Some of my readers are familiar with the Ba Gua diagram of feng shui. The Ba Gua in its simplest form is a diagram of a three by three grid placed over a house, or a room. Each square represents an aspect of a person’s life — if you want better job prospects, clean the bathroom — because the career square of the bagua diagram happens to align with the bathroom. The diagram nests, too… If you want your new job to be amicable to your relationship with your spouse, overlay the diagram over the bathroom like a map, and see that you should rearrange the linen closet off the bathroom.
It’s telling that I found the recipe for marinara while cleaning the “ancestors” portion of my office, which is itself in the career part of the house. So here I am, making “career advancement marinara” on Easter evening. My grandfather loved hosting celebrations on Easter because us grandkids would run around in the yard looking for eggs, that we had painted ourselves, he didn’t have to buy presents, there was always good food and good wine, and there would be a walk to the beach and the docks after dinner, and a bit of star-gazing in anticipation of the coming sailing season. He never sailed out of sight of land, that I knew of, but he liked getting out the sextant and calculating his position based on several different stars, and he liked that he knew the method of calculating longitude by Lunars like his fictional hero, Horatio Hornblower.

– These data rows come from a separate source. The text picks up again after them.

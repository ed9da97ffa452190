use anyhow::{Context, Result, bail};
use std::fs;
use std::io::{self, Read};

const MAX_INPUT_SIZE: usize = 64 * 1024; // 64KB, plenty for conversational text

pub struct InputReader;

impl InputReader {
    /// Reads translation input from a file, or stdin when no path is given.
    pub fn read(file_path: Option<&str>) -> Result<String> {
        file_path.map_or_else(Self::read_stdin, Self::read_file)
    }

    fn read_file(path: &str) -> Result<String> {
        let metadata =
            fs::metadata(path).with_context(|| format!("Failed to access file: {path}"))?;

        if metadata.len() as usize > MAX_INPUT_SIZE {
            bail!(
                "Error: Input exceeds maximum allowed size ({} KB).\n\n\
                 The translation endpoint is meant for short conversational text.",
                MAX_INPUT_SIZE / 1024
            );
        }

        fs::read_to_string(path).with_context(|| format!("Failed to read file: {path}"))
    }

    fn read_stdin() -> Result<String> {
        let mut buffer = Vec::new();
        io::stdin()
            .lock()
            .take(MAX_INPUT_SIZE as u64 + 1)
            .read_to_end(&mut buffer)
            .context("Failed to read from stdin")?;

        if buffer.len() > MAX_INPUT_SIZE {
            bail!(
                "Error: Input exceeds maximum allowed size ({} KB).\n\n\
                 The translation endpoint is meant for short conversational text.",
                MAX_INPUT_SIZE / 1024
            );
        }

        String::from_utf8(buffer).context("Input is not valid UTF-8")
    }
}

But ancestral recipes for men going down to the sea in ships for their fortunes don’t work for finding landlubber jobs, and they don’t find ordinary work.
Dear Andrew:
Subject: Mariner Sauce
I suppose “mariner” or “marinara” sauces appear in 50 variations in U.S. and Europe and wherever tomatoes grow. Canned “marinara” is never in my experience very good although usually very complicated. I make it about as follows for say one quart:
Sauté 2 cloves garlic in good olive oil (Extra Virgin) — about four table spoons of it, until garlic is translucent as the cookbooks have it. Add four large tomatoes, ripe, peeled and cut in 12 pieces. Add one cupful each of sweet basil (fresh) and parsley cut in 1/2 inch pieces. “cupful” means of the 1/2 inch pieces. That is plenty of basil and parsley. Salt and pepper. Bring to gentle boil, cook 5 minutes or so. (over)
until tomatoes are soft but not totally disintegrated. Best if cooked overnight and reheated to simmer.
(Note) Tomatoes can secrete botulism spores, rarely but has happened. Said spores will not elaborate toxin in mixtures less acidic than 4 pH. Addition to sauce of 1/2 teaspoon of citric acid powder (get from me) will assure enough acidity.
Happy Birthday & Best Regards, JB.
And there you have it, the marinara of the man who said the best movie he’d ever seen, and the funniest, was Gone With The Wind, dubbed in French and subtitled in Arabic, shown in a side-stree movie theater filled with weeping couples forty yards from the Mediterranean in Beruit.
You never know where life will take you. Make sure you have the right sauce to set your sails by. And avoid botulism.
Your grandfather sounds like an amazing fellow.
His work on smokestack air scrubbers piqued my interest. My dad did work on air quality & pollution for the EPA in the ’80s. Among other things, it had him climbing into smokestacks a few times to collect samples of particulate matter, and he also holds a couple of patents for scrubbers. I would bet he’s familiar with your grandfather’s work.
Tis entirely possible. I made this marinara last night, and it was delicious.
I love the scientific touch at the end. Sounds great.